Post-operative complications were more common in cases where the procedure was completed despite having difficulty in dissection (Table-2).
The post-operative stay in hospital was 2-3 days in 814(87%) patients while it was 2-3 weeks in 120(12.8%) patients who developed post-operative complications(p<0.005). Two (0.2%) patients who developed post-operative faecal peritonitis due to duodenal injury developed severe sepsis and died on the 17th day despite aggressive conservative therapy.
Laparoscopic cholecystectomy had a number of limitations and contraindications during the early days of its practical introduction in surgery. The surgeons were learning the technique which was at the time recently introduced and it took some time for surgeons to develop the confidence and skill to perform this operation as a routine procedure. Initially there was a sudden rise in the rate of common bile duct (CBD) injuries and other complications.16-19 Despite a huge improvement in the technique, vast experience of the surgeons, advanced instruments and anaesthesia techniques, we still come across situations where one is actually faced with a technically difficult situation. Among the common difficult situations include acute cholecystitis with adhesions, empyema gallbladder, distorted anatomy of Callot\'s triangle, congenital anomalies, electrocautery injury and many other similar conditions.20,21 The present study highlights the importance of knowing when to stop the laparoscopic procedure and convert it to open technique to avoid life-threatening complications. Conversion of the procedure is usually considered a failure of the procedure and with this thought in mind, surgeons make every effort to complete the procedure laparoscopically. The study emphasises the importance of conversion when it is not possible to move any further with laparoscopic cholecystectomy as it can save the life of the patient. Our results show a very clear-cut increased incidence of operative and post-operative complications where procedure was continued despite tremendous difficulties in dissection. Our point of view is also seconded by other studies emphasising the importance of conversion when needed.22,23 One study24 mentioned the adverse effects of conversion like lengthening of the total operative time, post-operative morbidity and hospital expenses, but our perspective is the prevention of complications and safety of patients. Our argument is also supported by a study25 stating that decision to conversion should focus on the safety of the patients instead of the length of operation or total cost incurred on procedure.

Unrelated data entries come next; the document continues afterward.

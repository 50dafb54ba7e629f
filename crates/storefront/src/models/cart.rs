//! Cart and wishlist models.
//!
//! Both are singleton-per-user documents: one row per user, items held as a
//! JSON array, replaced wholesale on write. No history is kept.

use chrono::{DateTime, Utc};
use serde::{Deserialize, Serialize};

use marigold_core::{ProductId, UserId};

/// One line in a user's cart.
#[derive(Debug, Clone, Serialize, Deserialize)]
#[serde(rename_all = "camelCase")]
pub struct CartItem {
    pub product_id: ProductId,
    pub quantity: u32,
    #[serde(default, skip_serializing_if = "Option::is_none")]
    pub size: Option<String>,
}

/// A user's cart document.
#[derive(Debug, Clone)]
pub struct CartDocument {
    pub user_id: UserId,
    pub items: Vec<CartItem>,
    pub updated_at: DateTime<Utc>,
}

/// One entry in a user's wishlist.
#[derive(Debug, Clone, Serialize, Deserialize)]
#[serde(rename_all = "camelCase")]
pub struct WishlistItem {
    pub product_id: ProductId,
    pub product_name: String,
    pub added_at: DateTime<Utc>,
}

/// A user's wishlist document.
#[derive(Debug, Clone)]
pub struct WishlistDocument {
    pub user_id: UserId,
    pub items: Vec<WishlistItem>,
    pub updated_at: DateTime<Utc>,
}
//! Catalog content API client.
//!
//! Products live in the hosted content store, not in Postgres. This client
//! runs read-only queries against the content API's HTTP query endpoint and
//! keeps a short-lived in-process cache so the order endpoints don't hammer
//! the API for the same products.

use std::time::Duration;

use moka::future::Cache;
use reqwest::header::{HeaderMap, HeaderValue};
use secrecy::ExposeSecret;
use serde::Deserialize;
use thiserror::Error;

use marigold_core::ProductId;

use crate::config::CatalogConfig;
use crate::models::ProductDoc;

/// How long a fetched product stays fresh. Price checks during checkout
/// should see catalog edits within a minute.
const CACHE_TTL: Duration = Duration::from_secs(60);

/// Maximum number of products held in the cache.
const CACHE_CAPACITY: u64 = 1_000;

/// Errors that can occur when querying the catalog API.
#[derive(Debug, Error)]
pub enum CatalogError {
    /// HTTP request failed.
    #[error("HTTP error: {0}")]
    Http(#[from] reqwest::Error),

    /// API returned an error response.
    #[error("API error: {status} - {message}")]
    Api { status: u16, message: String },

    /// Failed to parse response.
    #[error("Parse error: {0}")]
    Parse(String),
}

/// Query response envelope from the content API.
#[derive(Debug, Deserialize)]
struct QueryResponse {
    result: Option<ProductDoc>,
}

/// Read-only client for the hosted product catalog.
#[derive(Clone)]
pub struct CatalogClient {
    client: reqwest::Client,
    query_url: String,
    cache: Cache<String, ProductDoc>,
}

impl CatalogClient {
    /// Create a new catalog client.
    ///
    /// # Errors
    ///
    /// Returns error if the HTTP client fails to build.
    pub fn new(config: &CatalogConfig) -> Result<Self, CatalogError> {
        let mut headers = HeaderMap::new();

        if let Some(token) = &config.api_token {
            let auth_value = format!("Bearer {}", token.expose_secret());
            headers.insert(
                "Authorization",
                HeaderValue::from_str(&auth_value)
                    .map_err(|e| CatalogError::Parse(format!("Invalid API token format: {e}")))?,
            );
        }

        let client = reqwest::Client::builder()
            .default_headers(headers)
            .timeout(Duration::from_secs(10))
            .build()?;

        let query_url = format!(
            "{}/data/query/{}",
            config.base_url.trim_end_matches('/'),
            config.dataset
        );

        let cache = Cache::builder()
            .max_capacity(CACHE_CAPACITY)
            .time_to_live(CACHE_TTL)
            .build();

        Ok(Self {
            client,
            query_url,
            cache,
        })
    }

    /// Fetch a product by id, from cache when fresh.
    ///
    /// # Errors
    ///
    /// Returns error if the API request fails or the response can't be parsed.
    pub async fn product(&self, id: &ProductId) -> Result<Option<ProductDoc>, CatalogError> {
        if let Some(doc) = self.cache.get(id.as_str()).await {
            return Ok(Some(doc));
        }

        let doc = self.fetch_product(id).await?;

        if let Some(doc) = &doc {
            self.cache.insert(id.as_str().to_string(), doc.clone()).await;
        }

        Ok(doc)
    }

    /// Fetch a product by id, skipping and refreshing the cache.
    ///
    /// Used by the content webhook, which must see the edit it was told about.
    ///
    /// # Errors
    ///
    /// Returns error if the API request fails or the response can't be parsed.
    pub async fn product_uncached(
        &self,
        id: &ProductId,
    ) -> Result<Option<ProductDoc>, CatalogError> {
        let doc = self.fetch_product(id).await?;

        match &doc {
            Some(doc) => {
                self.cache.insert(id.as_str().to_string(), doc.clone()).await;
            }
            None => self.cache.invalidate(id.as_str()).await,
        }

        Ok(doc)
    }

    async fn fetch_product(&self, id: &ProductId) -> Result<Option<ProductDoc>, CatalogError> {
        let query = r#"*[_type == "product" && _id == $id][0]"#;
        // The parameter name is literally `$id`, percent-encoded in the URL.
        let url = format!(
            "{}?query={}&%24id={}",
            self.query_url,
            urlencoding::encode(query),
            urlencoding::encode(&format!("\"{}\"", id.as_str()))
        );

        let response = self.client.get(&url).send().await?;
        let status = response.status();

        if !status.is_success() {
            let message = response.text().await.unwrap_or_default();
            return Err(CatalogError::Api {
                status: status.as_u16(),
                message,
            });
        }

        let body: QueryResponse = response
            .json()
            .await
            .map_err(|e| CatalogError::Parse(e.to_string()))?;

        Ok(body.result)
    }
}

It is clear that undue conversion is not advisable, but should not be denied when patient\'s safety and life are under threat. This study suggests that conversion of the laparoscopic cholecystectomy is not actually a failure of the surgeon, as is commonly interpreted, but is a life-saving procedure as depicted by the results of the study. The experience of the operating surgeon plays a pivotal role in this regard.
Conversion to open cholecystectomy is not a failure, rather it\'s a proof of maturity and an evidence of professional responsibility as it can avoid life-threatening complications in difficult situations.